His work shows all these sides. Self-Portrait at Mirror (1960) is sly: what appears to be meaningless color and form up close is revealed to be a close-up on a pair of glasses when seen from afar. Stroke (1998) is intense: a bust carved from pine with a metal bolt under the left temple representing the medical malady of the title.
Brooks writes that the two views of personality offer differing paths to a good life. The philosopher's view requires directly attacking flaws and vices, while the psychologist's view demand a more indirect approach to match the "instincts and impulses" hidden deep within each of us. Art, Brooks writes, is one such approach:
"But it is possible to achieve momentary harmony through creative work. Max has all his Wild Things at peace when he is immersed in building a fort or when he is giving another his complete attention. This isn’t the good life through heroic self-analysis but through mundane, self-forgetting effort, and through everyday routines."
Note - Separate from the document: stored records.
//! Tahadu Core - Shared domain types and cart logic.
//!
//! This crate provides the types used across all Tahadu components:
//! - `storefront` - Customer-facing storefront client
//!
//! # Architecture
//!
//! The core crate contains only types and pure logic - no I/O, no HTTP
//! clients, no persistence. Cart operations take an immutable snapshot and
//! return a new one, which keeps the merge and clamp rules independently
//! testable.
//!
//! # Modules
//!
//! - [`types`] - Newtype wrappers for phone numbers, variant IDs, order records
//! - [`cart`] - The cart snapshot and its merge/clamp operations

#![cfg_attr(not(test), forbid(unsafe_code))]

pub mod cart;
pub mod types;

pub use cart::{Cart, CartLine};
pub use types::*;
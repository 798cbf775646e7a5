//! Egyptian mobile phone number type.

use core::fmt;

use serde::{Deserialize, Serialize};

/// Errors that can occur when parsing a [`PhoneNumber`].
#[derive(thiserror::Error, Debug, Clone, PartialEq, Eq)]
pub enum PhoneError {
    /// The input string is empty.
    #[error("phone number cannot be empty")]
    Empty,
    /// The input has the wrong number of digits.
    #[error("phone number must be exactly {expected} digits")]
    WrongLength {
        /// Required digit count.
        expected: usize,
    },
    /// The input contains a non-digit character.
    #[error("phone number must contain only digits")]
    NonDigit,
    /// The input does not start with a valid Egyptian mobile prefix.
    #[error("phone number must start with 010, 011, 012 or 015")]
    InvalidPrefix,
}

/// An Egyptian mobile phone number.
///
/// This is the sole identity key used by the remote order service: login,
/// profile updates and every order operation are keyed by it.
///
/// ## Constraints
///
/// - Exactly 11 digits
/// - Starts with `01`
/// - Third digit is one of `0`, `1`, `2`, `5` (the Egyptian mobile carriers)
///
/// ## Examples
///
/// ```
/// use tahadu_core::PhoneNumber;
///
/// assert!(PhoneNumber::parse("01098765432").is_ok());
/// assert!(PhoneNumber::parse("01598765432").is_ok());
///
/// assert!(PhoneNumber::parse("0109123456").is_err());  // 10 digits
/// assert!(PhoneNumber::parse("01398765432").is_err()); // no carrier 013
/// assert!(PhoneNumber::parse("02098765432").is_err()); // not a mobile prefix
/// ```
#[derive(Debug, Clone, Serialize, Deserialize, PartialEq, Eq, Hash)]
#[serde(transparent)]
pub struct PhoneNumber(String);

impl PhoneNumber {
    /// Length of an Egyptian mobile number.
    pub const DIGITS: usize = 11;

    /// Parse a `PhoneNumber` from a string.
    ///
    /// Validation happens entirely client-side; a rejected number never
    /// reaches the remote service.
    ///
    /// # Errors
    ///
    /// Returns an error if the input:
    /// - Is empty
    /// - Is not exactly 11 ASCII digits
    /// - Does not start with a valid mobile prefix (`010`/`011`/`012`/`015`)
    pub fn parse(s: &str) -> Result<Self, PhoneError> {
        if s.is_empty() {
            return Err(PhoneError::Empty);
        }

        if s.len() != Self::DIGITS {
            return Err(PhoneError::WrongLength {
                expected: Self::DIGITS,
            });
        }

        if !s.bytes().all(|b| b.is_ascii_digit()) {
            return Err(PhoneError::NonDigit);
        }

        let mut bytes = s.bytes();
        let prefix_ok = bytes.next() == Some(b'0')
            && bytes.next() == Some(b'1')
            && matches!(bytes.next(), Some(b'0' | b'1' | b'2' | b'5'));

        if !prefix_ok {
            return Err(PhoneError::InvalidPrefix);
        }

        Ok(Self(s.to_owned()))
    }

    /// Returns the phone number as a string slice.
    #[must_use]
    pub fn as_str(&self) -> &str {
        &self.0
    }

    /// Consumes the `PhoneNumber` and returns its inner string.
    #[must_use]
    pub fn into_inner(self) -> String {
        self.0
    }
}

impl fmt::Display for PhoneNumber {
    fn fmt(&self, f: &mut fmt::Formatter<'_>) -> fmt::Result {
        write!(f, "{}", self.0)
    }
}

impl std::str::FromStr for PhoneNumber {
    type Err = PhoneError;

    fn from_str(s: &str) -> Result<Self, Self::Err> {
        Self::parse(s)
    }
}

impl AsRef<str> for PhoneNumber {
    fn as_ref(&self) -> &str {
        &self.0
    }
}

#[cfg(test)]
mod tests {
    use super::*;

    #[test]
    fn accepts_all_carrier_prefixes() {
        for prefix in ["010", "011", "012", "015"] {
            let number = format!("{prefix}98765432");
            assert!(PhoneNumber::parse(&number).is_ok(), "rejected {number}");
        }
    }

    #[test]
    fn rejects_ten_digit_number() {
        // Looks plausible but is one digit short.
        assert_eq!(
            PhoneNumber::parse("0109123456"),
            Err(PhoneError::WrongLength { expected: 11 })
        );
    }

    #[test]
    fn rejects_unknown_carrier() {
        assert_eq!(
            PhoneNumber::parse("01398765432"),
            Err(PhoneError::InvalidPrefix)
        );
        assert_eq!(
            PhoneNumber::parse("02198765432"),
            Err(PhoneError::InvalidPrefix)
        );
    }

    #[test]
    fn rejects_non_digits() {
        assert_eq!(
            PhoneNumber::parse("0109876543a"),
            Err(PhoneError::NonDigit)
        );
        assert_eq!(
            PhoneNumber::parse("+2010987654"),
            Err(PhoneError::NonDigit)
        );
    }

    #[test]
    fn rejects_empty() {
        assert_eq!(PhoneNumber::parse(""), Err(PhoneError::Empty));
    }

    #[test]
    fn serializes_transparently() {
        let phone = PhoneNumber::parse("01098765432").unwrap();
        let json = serde_json::to_string(&phone).unwrap();
        assert_eq!(json, "\"01098765432\"");
    }
}
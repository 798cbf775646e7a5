//! Session provider: owns the current shopper's identity.
//!
//! The identity (phone number plus delivery address) is the sole key used
//! by the remote service. It is seeded from the cache on startup, persisted
//! on every change, and published on a watch channel so the order store can
//! re-synchronize deterministically when it changes. No ambient globals:
//! the provider is constructed once and passed where it is needed.

use tokio::sync::watch;

use tahadu_core::{Address, PhoneNumber, UserProfile};

use crate::api::StoreApi;
use crate::error::{AppError, Result};
use crate::storage::{KeyValueStore, keys};

/// Owns the current identity and talks to the login/profile endpoints.
pub struct Session<A, S> {
    api: A,
    storage: S,
    user: Option<UserProfile>,
    publisher: watch::Sender<Option<UserProfile>>,
}

impl<A: StoreApi, S: KeyValueStore> Session<A, S> {
    /// Create a session provider, seeding the identity from the cache.
    ///
    /// A malformed or unreadable cache entry degrades to "not logged in".
    pub fn new(api: A, storage: S) -> Self {
        let user = match storage.get::<UserProfile>(keys::USER) {
            Ok(user) => user,
            Err(e) => {
                tracing::warn!("Failed to read cached identity: {e}");
                None
            }
        };
        let (publisher, _) = watch::channel(user.clone());
        Self {
            api,
            storage,
            user,
            publisher,
        }
    }

    /// Subscribe to identity changes.
    ///
    /// The receiver always holds the latest identity snapshot.
    #[must_use]
    pub fn subscribe(&self) -> watch::Receiver<Option<UserProfile>> {
        self.publisher.subscribe()
    }

    /// The current identity, if logged in.
    #[must_use]
    pub fn current(&self) -> Option<&UserProfile> {
        self.user.as_ref()
    }

    /// The current identity key, if logged in.
    #[must_use]
    pub fn phone(&self) -> Option<&PhoneNumber> {
        self.user.as_ref().map(|user| &user.phone_number)
    }

    /// Login or register by phone number.
    ///
    /// The service returns the stored profile for returning shoppers, so a
    /// re-login restores any previously captured address.
    ///
    /// # Errors
    ///
    /// Returns an error if the remote call fails; the local identity is
    /// left untouched in that case.
    pub async fn login(&mut self, phone: PhoneNumber) -> Result<&UserProfile> {
        let profile = self.api.login(&phone).await?;
        self.set_user(Some(profile));
        self.user.as_ref().ok_or(AppError::MissingPhone)
    }

    /// Attach a delivery address to the current identity.
    ///
    /// # Errors
    ///
    /// Returns [`AppError::MissingPhone`] when not logged in, or the remote
    /// failure otherwise; the local identity is untouched on failure.
    pub async fn update_profile(&mut self, address: Address) -> Result<&UserProfile> {
        let current = self.user.clone().ok_or(AppError::MissingPhone)?;
        let updated = self.api.update_profile(&current.with_address(address)).await?;
        self.set_user(Some(updated));
        self.user.as_ref().ok_or(AppError::MissingPhone)
    }

    /// Forget the current identity, locally and in the cache.
    pub fn logout(&mut self) {
        if let Err(e) = self.storage.remove(keys::AUTH_TOKEN) {
            tracing::warn!("Failed to remove cached auth token: {e}");
        }
        self.set_user(None);
    }

    fn set_user(&mut self, user: Option<UserProfile>) {
        match &user {
            Some(profile) => {
                if let Err(e) = self.storage.set(keys::USER, profile) {
                    tracing::warn!("Failed to persist identity: {e}");
                }
            }
            None => {
                if let Err(e) = self.storage.remove(keys::USER) {
                    tracing::warn!("Failed to remove cached identity: {e}");
                }
            }
        }
        self.user = user.clone();
        self.publisher.send_replace(user);
    }
}

#[cfg(test)]
mod tests {
    use super::*;

    use crate::api::fake::FakeApi;
    use crate::storage::MemoryStore;

    fn phone() -> PhoneNumber {
        PhoneNumber::parse("01098765432").unwrap()
    }

    fn address() -> Address {
        Address {
            governorate: "القاهرة".to_owned(),
            city: "مدينة نصر".to_owned(),
            street: "شارع عباس العقاد".to_owned(),
            details: None,
        }
    }

    #[tokio::test]
    async fn login_stores_and_persists_identity() {
        let storage = MemoryStore::new();
        let mut session = Session::new(FakeApi::new(), storage.clone());

        session.login(phone()).await.unwrap();

        assert_eq!(session.phone(), Some(&phone()));
        let cached: Option<UserProfile> = storage.get(keys::USER).unwrap();
        assert_eq!(cached.unwrap().phone_number, phone());
    }

    #[tokio::test]
    async fn failed_login_leaves_identity_untouched() {
        let api = FakeApi::new();
        api.fail_next(500, "خطأ في الخادم");
        let mut session = Session::new(api, MemoryStore::new());

        let err = session.login(phone()).await.unwrap_err();
        assert_eq!(err.to_string(), "خطأ في الخادم");
        assert!(session.current().is_none());
    }

    #[tokio::test]
    async fn returning_shopper_gets_stored_profile_back() {
        let api = FakeApi::new();
        api.seed_profile(UserProfile::new(phone()).with_address(address()));
        let mut session = Session::new(api, MemoryStore::new());

        session.login(phone()).await.unwrap();

        assert!(session.current().unwrap().has_address());
    }

    #[tokio::test]
    async fn update_profile_requires_login() {
        let mut session = Session::new(FakeApi::new(), MemoryStore::new());
        let err = session.update_profile(address()).await.unwrap_err();
        assert!(matches!(err, AppError::MissingPhone));
    }

    #[tokio::test]
    async fn update_profile_completes_address() {
        let mut session = Session::new(FakeApi::new(), MemoryStore::new());
        session.login(phone()).await.unwrap();
        assert!(!session.current().unwrap().has_address());

        session.update_profile(address()).await.unwrap();
        assert!(session.current().unwrap().has_address());
    }

    #[tokio::test]
    async fn identity_survives_restart_via_cache() {
        let storage = MemoryStore::new();
        let api = FakeApi::new();
        {
            let mut session = Session::new(api.clone(), storage.clone());
            session.login(phone()).await.unwrap();
            session.update_profile(address()).await.unwrap();
        }

        // A fresh provider over the same cache sees the full identity.
        let session = Session::new(api, storage);
        let user = session.current().unwrap();
        assert_eq!(user.phone_number, phone());
        assert!(user.has_address());
    }

    #[tokio::test]
    async fn logout_clears_memory_and_cache() {
        let storage = MemoryStore::new();
        let mut session = Session::new(FakeApi::new(), storage.clone());
        session.login(phone()).await.unwrap();

        session.logout();

        assert!(session.current().is_none());
        assert!(!storage.contains(keys::USER));
    }

    #[tokio::test]
    async fn subscribers_see_identity_changes() {
        let mut session = Session::new(FakeApi::new(), MemoryStore::new());
        let rx = session.subscribe();
        assert!(rx.borrow().is_none());

        session.login(phone()).await.unwrap();
        assert_eq!(
            rx.borrow().as_ref().map(|u| u.phone_number.clone()),
            Some(phone())
        );

        session.logout();
        assert!(rx.borrow().is_none());
    }

    #[tokio::test]
    async fn corrupted_cache_degrades_to_logged_out() {
        let storage = MemoryStore::new();
        storage.set_raw(keys::USER, "{broken");
        let session = Session::new(FakeApi::new(), storage);
        assert!(session.current().is_none());
    }
}
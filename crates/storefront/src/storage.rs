//! Browser-local style persistent key/value cache.
//!
//! The cache is a mirror, never a second source of truth: on startup a
//! store seeds itself from its key, and from then on the in-memory state is
//! authoritative and every mutation re-writes the key. Failures degrade
//! silently to in-memory operation; callers log and continue.

use std::collections::HashMap;
use std::fs;
use std::path::PathBuf;
use std::sync::{Arc, Mutex};

use serde::Serialize;
use serde::de::DeserializeOwned;
use thiserror::Error;

/// Cache keys, stable across sessions.
pub mod keys {
    /// Key for the serialized cart line sequence.
    pub const CART: &str = "cart_items";

    /// Key for the cached user identity.
    pub const USER: &str = "user_info";

    /// Key for an auth token. Reserved; not populated by any current flow.
    pub const AUTH_TOKEN: &str = "auth_token";
}

/// Errors that can occur when accessing the cache.
#[derive(Debug, Error)]
pub enum StorageError {
    /// Filesystem access failed.
    #[error("I/O error: {0}")]
    Io(#[from] std::io::Error),

    /// Cached value could not be (de)serialized.
    #[error("serialization error: {0}")]
    Serde(#[from] serde_json::Error),

    /// The backing store was poisoned by a panicking writer.
    #[error("cache lock poisoned")]
    Poisoned,
}

/// A persistent key/value store holding JSON-serialized values.
///
/// Get/set/remove by key. Implementations are cheap to clone and clones
/// share the same backing store, so several components can write through to
/// one cache. Last writer wins; writes are confined to a single session.
pub trait KeyValueStore: Clone {
    /// Read and deserialize the value at `key`, if present.
    ///
    /// # Errors
    ///
    /// Returns an error if the backing store is unavailable or the cached
    /// value is malformed.
    fn get<T: DeserializeOwned>(&self, key: &str) -> Result<Option<T>, StorageError>;

    /// Serialize `value` and write it at `key`, replacing any prior value.
    ///
    /// # Errors
    ///
    /// Returns an error if the backing store is unavailable.
    fn set<T: Serialize>(&self, key: &str, value: &T) -> Result<(), StorageError>;

    /// Delete the entry at `key`. Removing a missing key is not an error.
    ///
    /// # Errors
    ///
    /// Returns an error if the backing store is unavailable.
    fn remove(&self, key: &str) -> Result<(), StorageError>;
}

/// File-backed cache: one JSON file per key under a data directory.
#[derive(Debug, Clone)]
pub struct FileStore {
    dir: PathBuf,
}

impl FileStore {
    /// Open a file store rooted at `dir`, creating the directory if needed.
    ///
    /// # Errors
    ///
    /// Returns an error if the directory cannot be created.
    pub fn open(dir: impl Into<PathBuf>) -> Result<Self, StorageError> {
        let dir = dir.into();
        fs::create_dir_all(&dir)?;
        Ok(Self { dir })
    }

    fn path_for(&self, key: &str) -> PathBuf {
        self.dir.join(format!("{key}.json"))
    }
}

impl KeyValueStore for FileStore {
    fn get<T: DeserializeOwned>(&self, key: &str) -> Result<Option<T>, StorageError> {
        let path = self.path_for(key);
        if !path.exists() {
            return Ok(None);
        }
        let raw = fs::read_to_string(path)?;
        Ok(Some(serde_json::from_str(&raw)?))
    }

    fn set<T: Serialize>(&self, key: &str, value: &T) -> Result<(), StorageError> {
        let raw = serde_json::to_string(value)?;
        fs::write(self.path_for(key), raw)?;
        Ok(())
    }

    fn remove(&self, key: &str) -> Result<(), StorageError> {
        let path = self.path_for(key);
        if path.exists() {
            fs::remove_file(path)?;
        }
        Ok(())
    }
}

/// In-memory cache for tests and degraded operation.
#[derive(Debug, Clone, Default)]
pub struct MemoryStore {
    entries: Arc<Mutex<HashMap<String, String>>>,
}

impl MemoryStore {
    /// Create an empty in-memory store.
    #[must_use]
    pub fn new() -> Self {
        Self::default()
    }

    /// Store a raw (possibly malformed) string at `key`.
    ///
    /// Lets tests simulate a corrupted cache entry.
    pub fn set_raw(&self, key: &str, raw: &str) {
        if let Ok(mut entries) = self.entries.lock() {
            entries.insert(key.to_owned(), raw.to_owned());
        }
    }

    /// Whether any value is stored at `key`.
    #[must_use]
    pub fn contains(&self, key: &str) -> bool {
        self.entries
            .lock()
            .map(|entries| entries.contains_key(key))
            .unwrap_or(false)
    }
}

impl KeyValueStore for MemoryStore {
    fn get<T: DeserializeOwned>(&self, key: &str) -> Result<Option<T>, StorageError> {
        let entries = self.entries.lock().map_err(|_| StorageError::Poisoned)?;
        match entries.get(key) {
            Some(raw) => Ok(Some(serde_json::from_str(raw)?)),
            None => Ok(None),
        }
    }

    fn set<T: Serialize>(&self, key: &str, value: &T) -> Result<(), StorageError> {
        let raw = serde_json::to_string(value)?;
        let mut entries = self.entries.lock().map_err(|_| StorageError::Poisoned)?;
        entries.insert(key.to_owned(), raw);
        Ok(())
    }

    fn remove(&self, key: &str) -> Result<(), StorageError> {
        let mut entries = self.entries.lock().map_err(|_| StorageError::Poisoned)?;
        entries.remove(key);
        Ok(())
    }
}

#[cfg(test)]
mod tests {
    use super::*;

    use tahadu_core::{Cart, CartLine, VariantId};

    use rust_decimal::Decimal;

    fn sample_cart() -> Cart {
        Cart::new().with_line(CartLine {
            product_id: VariantId::from("golden-aqsa"),
            display_name: "ذهبي القدس".to_owned(),
            unit_price: Decimal::from(350),
            quantity: 2,
        })
    }

    #[test]
    fn memory_store_round_trips_a_cart() {
        let store = MemoryStore::new();
        store.set(keys::CART, &sample_cart()).unwrap();
        let reloaded: Cart = store.get(keys::CART).unwrap().unwrap();
        assert_eq!(reloaded, sample_cart());
    }

    #[test]
    fn missing_key_reads_as_none() {
        let store = MemoryStore::new();
        let value: Option<Cart> = store.get(keys::CART).unwrap();
        assert!(value.is_none());
    }

    #[test]
    fn malformed_value_is_an_error_not_a_panic() {
        let store = MemoryStore::new();
        store.set_raw(keys::CART, "{not json");
        let result: Result<Option<Cart>, _> = store.get(keys::CART);
        assert!(matches!(result, Err(StorageError::Serde(_))));
    }

    #[test]
    fn remove_deletes_the_key_itself() {
        let store = MemoryStore::new();
        store.set(keys::CART, &sample_cart()).unwrap();
        store.remove(keys::CART).unwrap();
        assert!(!store.contains(keys::CART));
        // Removing again is fine.
        store.remove(keys::CART).unwrap();
    }

    #[test]
    fn clones_share_the_backing_store() {
        let store = MemoryStore::new();
        let clone = store.clone();
        clone.set(keys::USER, &"01098765432").unwrap();
        let seen: Option<String> = store.get(keys::USER).unwrap();
        assert_eq!(seen.as_deref(), Some("01098765432"));
    }

    #[test]
    fn file_store_round_trips_across_instances() {
        let dir = std::env::temp_dir().join(format!("tahadu-test-{}", std::process::id()));
        let store = FileStore::open(&dir).unwrap();
        store.set(keys::CART, &sample_cart()).unwrap();

        // A fresh instance over the same directory sees the value.
        let reopened = FileStore::open(&dir).unwrap();
        let reloaded: Cart = reopened.get(keys::CART).unwrap().unwrap();
        assert_eq!(reloaded, sample_cart());

        store.remove(keys::CART).unwrap();
        let gone: Option<Cart> = reopened.get(keys::CART).unwrap();
        assert!(gone.is_none());

        let _ = std::fs::remove_dir_all(&dir);
    }
}
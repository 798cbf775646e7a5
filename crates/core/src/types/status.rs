//! Order status enum.

use serde::{Deserialize, Serialize};

/// Order fulfillment status, controlled entirely by the remote service.
///
/// Progresses linearly `Pending → Processing → Shipping → Delivered`, with
/// `Cancelled` as the terminal off-path state. The client only displays it
/// and never transitions it.
#[derive(Debug, Clone, Copy, PartialEq, Eq, Hash, Serialize, Deserialize, Default)]
pub enum OrderStatus {
    #[default]
    Pending,
    Processing,
    Shipping,
    Delivered,
    Cancelled,
}

impl OrderStatus {
    /// Position of this status on the delivery timeline, if it is on it.
    ///
    /// `Cancelled` has no timeline position.
    #[must_use]
    pub const fn progress_step(self) -> Option<usize> {
        match self {
            Self::Pending => Some(0),
            Self::Processing => Some(1),
            Self::Shipping => Some(2),
            Self::Delivered => Some(3),
            Self::Cancelled => None,
        }
    }

    /// Arabic display label for this status.
    #[must_use]
    pub const fn label_ar(self) -> &'static str {
        match self {
            Self::Pending => "قيد التنفيذ",
            Self::Processing => "جاري التجهيز",
            Self::Shipping => "في الطريق",
            Self::Delivered => "تم التوصيل",
            Self::Cancelled => "ملغي",
        }
    }
}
You see this in the Mendlow exhibit. Mendlow clearly used his art to understand himself. This really comes through in one section where a cluster of painted self-portraits from the 1960s sit next to a carved face of King David from 1995, which sits next to a pair of sculptures carved in the mid-1990s of the faces of Hasidic men.
Mendlow's search for meaning and understanding starts with himself, but eventually turns to more collective traditions: the communal archetype of King David, and his family heritage in the Hasidim of Eastern Europe.
Mendlow's nephew Eric Mendlow said those pieces show, "that psychological searching for the self: Who are we? What is our place in the world?"